The psychology is pretty simple. A poor person, or a person with no opportunity, will feel the need to take direct action to do this, and it is fairly simple to get them involved in an activity that they see as directly confronting the causes of their poverty.
Someone who has the opportunity, but sees these larger geopolitical patterns as being the primary causes of the oppression experienced by other muslims, is more likely to attribute these issues not to local oppression, but to international forces of the economy and American hegemony.

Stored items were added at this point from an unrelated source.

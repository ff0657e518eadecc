use serde::{Deserialize, Serialize};
use serde_json::{Map, Value};

/// Keys the server owns; a client sending them does not get to choose them
pub const RESERVED_FIELDS: [&str; 4] = ["id", "_id", "userId", "userEmail"];

/// A stored post, as returned to clients
#[derive(Debug, Serialize, Deserialize, Clone, PartialEq)]
pub struct Post {
    pub id: String,
    pub title: String,
    pub content: String,
    pub timestamp: Value,
    #[serde(default)]
    pub image: String,
    #[serde(rename = "userId", default, skip_serializing_if = "Option::is_none")]
    pub user_id: Option<String>,
    #[serde(rename = "userEmail", default, skip_serializing_if = "Option::is_none")]
    pub user_email: Option<String>,
    /// Any other client fields (tag, username, ...), stored and returned as sent
    #[serde(flatten)]
    pub extra: Map<String, Value>,
}

/// Body accepted by the create endpoint. Every field is optional at this
/// level so that a missing one can be reported by name.
#[derive(Debug, Deserialize, Default)]
pub struct CreatePostRequest {
    pub title: Option<String>,
    pub content: Option<String>,
    pub timestamp: Option<Value>,
    pub image: Option<String>,
    #[serde(flatten)]
    pub extra: Map<String, Value>,
}

impl CreatePostRequest {
    /// Client fields beyond the known ones, minus anything the server assigns
    pub fn take_extra(&mut self) -> Map<String, Value> {
        let mut extra = std::mem::take(&mut self.extra);
        for key in RESERVED_FIELDS {
            extra.remove(key);
        }
        extra
    }
}

#[derive(Debug, Deserialize, Default)]
pub struct DeletePostQuery {
    pub id: Option<String>,
}
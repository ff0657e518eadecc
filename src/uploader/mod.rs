use async_trait::async_trait;
use base64::Engine;
use base64::engine::general_purpose::STANDARD;
use thiserror::Error;

pub mod memory;
pub mod s3;

pub use memory::InMemoryBlobStore;
pub use s3::S3BlobStore;

pub const IMAGE_CONTENT_TYPE: &str = "image/jpeg";

#[derive(Debug, Error)]
pub enum BlobError {
    #[error("image is not valid base64: {0}")]
    InvalidImage(#[from] base64::DecodeError),

    #[error("failed to upload object: {0}")]
    Upload(String),

    #[error("failed to delete object: {0}")]
    Delete(String),

    #[error("failed to fetch object: {0}")]
    Fetch(String),

    #[error("object not found: {0}")]
    NotFound(String),
}

/// Object storage holding post images
#[async_trait]
pub trait BlobStore: Send + Sync {
    /// Store `bytes` at `key`; `public_read` makes it readable by anyone
    async fn put_object(
        &self,
        key: &str,
        bytes: Vec<u8>,
        content_type: &str,
        public_read: bool,
    ) -> Result<(), BlobError>;

    async fn delete_object(&self, key: &str) -> Result<(), BlobError>;

    async fn get_object(&self, key: &str) -> Result<Vec<u8>, BlobError>;

    /// URL under which a public-read object at `key` can be fetched
    fn public_url(&self, key: &str) -> String;
}

/// Storage key of the image attached to post `post_id`
pub fn image_key(post_id: &str) -> String {
    format!("posts/{}.jpg", post_id)
}

/// Decode an image sent either as a data URL or as bare base64
pub fn decode_image(encoded: &str) -> Result<Vec<u8>, BlobError> {
    // With a data URL prefix, the payload is the segment after the first comma
    let payload = if encoded.contains(',') {
        encoded.split(',').nth(1).unwrap_or_default()
    } else {
        encoded
    };

    // Line-wrapped base64 is common; the alphabet has no whitespace in it
    let compact: String = payload
        .chars()
        .filter(|c| !c.is_ascii_whitespace())
        .collect();

    Ok(STANDARD.decode(compact)?)
}

/// Recover the storage key from a public image URL: its path without the
/// leading separator.
pub fn key_from_url(image_url: &str) -> String {
    match reqwest::Url::parse(image_url) {
        Ok(url) => url.path().trim_start_matches('/').to_string(),
        // Not an absolute URL; treat the whole value as a path
        Err(_) => image_url
            .split(['?', '#'])
            .next()
            .unwrap_or_default()
            .trim_start_matches('/')
            .to_string(),
    }
}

It is why AQ was not hugely popular in Afghanistan following the fall of the Soviets, many of the fighters had no interest in fighting the "great satan", they had their nation. Even high ranking members in its leadership where against OBL and Zawahiri's decision to attack America, and needed to be "taken care of" before OBL to launch his campaign.
it doesn't hold 100%, you can find examples that go both ways (Ross Kemp interviews a member of a Palestinian group who has a Law degree, yet is about to blow himself up), but in general, poverty is a much greater motivator of local movements than it is of the larger international terrorism.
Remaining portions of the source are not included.